There are some more-or-less equivalent conditions:

  • Bass--Serre theory says that a group is freely indecomposable if and only if it acts on a tree with trivial edge stabilizers and no global fixed point.

  • More deeply, Stallings' Ends Theorem asserts that a finitely generated group splits over a finite subgroup if and only if it has more than one end.

As these are equivalent (modulo finite=trivial), you might say that they're not very interesting. Truly interesting necessary conditions are rather hard to write down, since being freely indecomposable is, in a sense, generic.

Here's one, much stronger, sufficient condition:

If a group $\Gamma$ has a finite generating set $S$ such that every element of $S$ is torsion and every element of $S^2$ is torsion then $\Gamma$ doesn't split at all, let alone freely.

This is essentially a consequence of Helly's Theorem for trees.


Here's an outline of a proof. Suppose that $\Gamma$ acts on a tree $T$. We want to prove that $\Gamma$ fixes a point.

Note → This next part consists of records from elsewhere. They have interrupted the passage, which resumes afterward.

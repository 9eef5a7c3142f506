// Tue Oct 20 2026 - Alex

pub mod file;
pub mod generator;

pub use file::OrderFile;
pub use generator::{GenerationStats, OrderFileGenerator};

use crate::linkmap::{EligibilityFilter, LinkMap, Symbol};

pub const REMAINING_SYMBOLS_MARKER: &str = "# begin remaining symbol";

/// Generates with local/outlined filtering only and an unordered tail.
pub fn generate(resolved: &[Symbol], map: &LinkMap) -> OrderFile {
    let filter = EligibilityFilter::permissive();
    OrderFileGenerator::new(map, &filter).generate(resolved)
}
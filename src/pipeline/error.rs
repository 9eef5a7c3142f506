// Tue Oct 20 2026 - Alex

use crate::capture::CaptureError;
use crate::config::ConfigError;
use crate::linkmap::LinkMapError;
use thiserror::Error;

#[derive(Error, Debug)]
pub enum PipelineError {
    #[error("Link map unavailable: {0}")]
    LinkMap(#[from] LinkMapError),
    #[error("Capture unavailable: {0}")]
    Capture(#[from] CaptureError),
    #[error("Configuration error: {0}")]
    Config(#[from] ConfigError),
}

  1. Prove that if $\gamma\in\Gamma$ has finite order then $\gamma$ fixes a point.
  2. Prove that if the sets of fixed points of $\gamma,\delta\in\Gamma$ are disjoint then $\gamma\delta$ has infinite order. You can do this by constructing an isometric copy of $\mathbb{R}$ in $T$ that $\gamma\delta$ translates.
  3. Prove Helly's Theorem for trees: if $\{T_i}$ is a finite set of pairwise-intersecting subtrees of $T$ then $\bigcap_i T_i\neq \varnothing$.
  4. Conclude as follows. Because every $s\in S$ is torsion, each such $s$ has a fixed point. Because $st$ is torsion for $s,t\in S$, the sets of fixed points pairwise intersect. By Helly's Theorem, there is a point fixed by every $s\in S$, and hence by $\Gamma$.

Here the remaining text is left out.